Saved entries
// 该文件是 Loufang （楼房） 项目的一部分。
// src/task.rs - 目录批处理任务
//
// 本文件根据 Apache 许可证第 2.0 版（以下简称“许可证”）授权使用；
// 除非遵守该许可证条款，否则您不得使用本文件。
// 您可通过以下网址获取许可证副本：
// http://www.apache.org/licenses/LICENSE-2.0
// 除非适用法律要求或书面同意，根据本许可协议分发的软件均按“原样”提供，
// 不附带任何形式的明示或暗示的保证或条件。
// 有关许可权限与限制的具体条款，请参阅本许可协议。
//
// Copyright (C) 2026 Johann Li <me@qinka.pro>, Wareless Group

use std::{
  path::{Path, PathBuf},
  sync::{
    Arc,
    atomic::{AtomicBool, Ordering},
  },
};

use chrono::{DateTime, Local};
use thiserror::Error;
use tracing::{debug, error, info, warn};

use crate::{
  config::{PipelineConfig, TileSize},
  frame::NhwcBatch,
  geo::{GeoConfig, GeoError, Point, is_sidecar},
  model::{BatchRunner, InferenceError, Model, RawDetections, resolve_batch_size},
  output::{
    AccumulateError, DatasetError, FeatureLayer, GeoPackageLayer, ResultAccumulator, run_file_name,
  },
  tile::{TileError, Tiler},
};

#[derive(Error, Debug)]
pub enum TaskError {
  #[error("无法读取输入目录 {path}: {source}")]
  Input {
    path: PathBuf,
    #[source]
    source: std::io::Error,
  },
  #[error("临时目录 {0} 与输入目录相同，清理时会删除输入影像")]
  ScratchIsInput(PathBuf),
  #[error("无法注册中断处理: {0}")]
  Interrupt(#[from] ctrlc::Error),
  #[error(transparent)]
  Tile(#[from] TileError),
  #[error(transparent)]
  Geo(#[from] GeoError),
  #[error(transparent)]
  Inference(#[from] InferenceError),
  #[error(transparent)]
  Accumulate(#[from] AccumulateError),
  #[error(transparent)]
  Dataset(#[from] DatasetError),
}

/// 正在处理的源影像
#[derive(Debug, Clone)]
pub struct ImageContext {
  pub path: PathBuf,
  pub geo: GeoConfig,
  /// 影像尺寸恰好等于瓦片尺寸，未做切分
  pub single_tile: bool,
}

impl ImageContext {
  pub fn new(path: PathBuf, geo: GeoConfig, tile_size: TileSize) -> Self {
    let single_tile = TileSize::new(geo.width, geo.height) == tile_size;
    Self {
      path,
      geo,
      single_tile,
    }
  }

  /// 瓦片左上角的世界坐标。未切分的影像直接使用影像原点，
  /// 否则从瓦片文件名中解析像素偏移。
  pub fn tile_origin(&self, tile_path: &Path) -> Result<Point, GeoError> {
    if self.single_tile {
      Ok(self.geo.origin())
    } else {
      self.geo.resolve_tile_origin(tile_path)
    }
  }
}

/// 一次运行共享的状态：开始时间与结果图层
pub struct RunContext<L> {
  pub started: DateTime<Local>,
  pub accumulator: ResultAccumulator<L>,
}

impl<L: FeatureLayer> RunContext<L> {
  pub fn new(started: DateTime<Local>, accumulator: ResultAccumulator<L>) -> Self {
    Self {
      started,
      accumulator,
    }
  }
}

impl RunContext<GeoPackageLayer> {
  /// 在输出目录中打开（或续写）以开始时间命名的 GeoPackage
  pub fn open(config: &PipelineConfig, started: DateTime<Local>) -> Result<Self, DatasetError> {
    std::fs::create_dir_all(&config.output_dir).map_err(|source| DatasetError::Io {
      path: config.output_dir.clone(),
      source,
    })?;
    let path = config.output_dir.join(run_file_name(&started));
    let layer = GeoPackageLayer::open(&path, &config.layer)?;
    let accumulator = ResultAccumulator::new(layer, config.score_threshold, config.tile_size);
    Ok(Self::new(started, accumulator))
  }
}

/// 一次运行的统计
#[derive(Debug, Default, Clone, PartialEq)]
pub struct RunSummary {
  /// 成功处理的影像数
  pub processed: usize,
  /// 写入的检测记录数
  pub records: usize,
  /// 失败的影像及错误信息
  pub failed: Vec<(PathBuf, String)>,
  /// 是否因中断提前结束
  pub interrupted: bool,
}

impl RunSummary {
  pub fn is_success(&self) -> bool {
    self.failed.is_empty()
  }
}

pub trait Task<M, L>: Sized {
  type Error;
  fn run_task(self, model: M, run: &mut RunContext<L>) -> Result<RunSummary, Self::Error>;
}

/// 依次处理输入目录中的全部影像。
///
/// 单张影像失败只记录错误，后续影像照常处理。
pub struct DirectoryTask {
  config: PipelineConfig,
  stop: Arc<AtomicBool>,
}

impl DirectoryTask {
  pub fn new(config: PipelineConfig) -> Self {
    Self {
      config,
      stop: Arc::new(AtomicBool::new(false)),
    }
  }

  pub fn with_stop_flag(mut self, stop: Arc<AtomicBool>) -> Self {
    self.stop = stop;
    self
  }

  /// 注册 Ctrl-C 处理：第一次在当前影像结束后停止，第二次立即退出
  pub fn install_interrupt(&self) -> Result<(), TaskError> {
    let stop = self.stop.clone();
    ctrlc::set_handler(move || {
      if stop.swap(true, Ordering::SeqCst) {
        warn!("再次收到中断信号，强制退出程序");
        std::process::exit(130);
      }
      info!("收到中断信号，当前影像处理完成后退出...");
    })?;
    Ok(())
  }

  /// 按文件名排序列出输入目录中的影像，跳过子目录与伴随文件
  pub fn list_images(&self) -> Result<Vec<PathBuf>, TaskError> {
    let input_error = |source| TaskError::Input {
      path: self.config.input_dir.clone(),
      source,
    };

    let mut images = Vec::new();
    for entry in std::fs::read_dir(&self.config.input_dir).map_err(input_error)? {
      let path = entry.map_err(input_error)?.path();
      if !path.is_file() || is_sidecar(&path) {
        continue;
      }
      images.push(path);
    }
    images.sort();
    Ok(images)
  }

  fn check_scratch(&self) -> Result<(), TaskError> {
    let scratch = &self.config.scratch_dir;
    let input = &self.config.input_dir;
    let same = match (scratch.canonicalize(), input.canonicalize()) {
      (Ok(a), Ok(b)) => a == b,
      _ => scratch == input,
    };
    if same {
      return Err(TaskError::ScratchIsInput(scratch.clone()));
    }
    Ok(())
  }

  fn process_image<M, L>(
    &self,
    runner: &BatchRunner<'_, M>,
    tiler: &Tiler,
    accumulator: &mut ResultAccumulator<L>,
    path: &Path,
  ) -> Result<usize, TaskError>
  where
    M: Model<Input = NhwcBatch, Output = RawDetections>,
    M::Error: std::error::Error + Send + Sync + 'static,
    L: FeatureLayer,
  {
    let geo = GeoConfig::configure(path)?;
    let image = ImageContext::new(path.to_path_buf(), geo, self.config.tile_size);
    let tiles = match tiler.tile(path) {
      Ok(tiles) => tiles,
      Err(e) => {
        tiler.purge();
        return Err(e.into());
      }
    };

    let result = Self::detect_tiles(runner, accumulator, &image, &tiles);
    if !image.single_tile {
      tiler.purge();
    }
    result
  }

  fn detect_tiles<M, L>(
    runner: &BatchRunner<'_, M>,
    accumulator: &mut ResultAccumulator<L>,
    image: &ImageContext,
    tiles: &[PathBuf],
  ) -> Result<usize, TaskError>
  where
    M: Model<Input = NhwcBatch, Output = RawDetections>,
    M::Error: std::error::Error + Send + Sync + 'static,
    L: FeatureLayer,
  {
    let mut kept = 0;
    for batch in runner.run(tiles) {
      let batch = batch?;
      kept += accumulator.accept(image, batch.paths, &batch.detections)?;
    }
    Ok(kept)
  }
}

impl<M, L> Task<M, L> for DirectoryTask
where
  M: Model<Input = NhwcBatch, Output = RawDetections>,
  M::Error: std::error::Error + Send + Sync + 'static,
  L: FeatureLayer,
{
  type Error = TaskError;

  fn run_task(self, model: M, run: &mut RunContext<L>) -> Result<RunSummary, Self::Error> {
    info!("开始任务，输入目录: {}", self.config.input_dir.display());
    if self.config.tile_size.is_empty() {
      return Err(TileError::EmptyTileSize(self.config.tile_size).into());
    }
    self.check_scratch()?;
    let images = self.list_images()?;
    info!("共 {} 张待处理影像", images.len());

    let tiler = Tiler::new(&self.config.scratch_dir, self.config.tile_size)
      .with_extension(&self.config.tile_extension);
    let stale = tiler.purge();
    if stale > 0 {
      warn!("清理上次运行残留的 {} 个临时瓦片", stale);
    }

    let batch_size = resolve_batch_size(&self.config.batch_sizing);
    let runner = BatchRunner::new(&model, self.config.tile_size, batch_size);
    info!("批大小: {}", runner.batch_size());

    let mut summary = RunSummary::default();
    for (index, path) in images.iter().enumerate() {
      if self.stop.load(Ordering::SeqCst) {
        warn!("中断信号接收，跳过剩余 {} 张影像", images.len() - index);
        summary.interrupted = true;
        break;
      }

      info!("({}/{}) 处理影像 {}", index + 1, images.len(), path.display());
      let now = std::time::Instant::now();
      match self.process_image(&runner, &tiler, &mut run.accumulator, path) {
        Ok(kept) => {
          info!("影像处理完成，保留 {} 个检测，耗时: {:.2?}", kept, now.elapsed());
          summary.processed += 1;
          summary.records += kept;
        }
        Err(e) => {
          error!("影像 {} 处理失败: {}", path.display(), error_chain(&e));
          summary.failed.push((path.clone(), e.to_string()));
        }
      }
    }

    debug!("任务统计: {:?}", summary);
    info!(
      "任务完成: 成功 {} 张，失败 {} 张，共写入 {} 条记录",
      summary.processed,
      summary.failed.len(),
      summary.records
    );
    Ok(summary)
  }
}

fn error_chain(e: &dyn std::error::Error) -> String {
  let mut message = e.to_string();
  let mut source = e.source();
  while let Some(cause) = source {
    message.push_str(": ");
    message.push_str(&cause.to_string());
    source = cause.source();
  }
  message
}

DIRECTIONS ->
Collect the complete line wherever the string "open" appears in the records.

YOUR RESPONSE ->
  pub fn open(config: &PipelineConfig, started: DateTime<Local>) -> Result<Self, DatasetError> {
    let layer = GeoPackageLayer::open(&path, &config.layer)?;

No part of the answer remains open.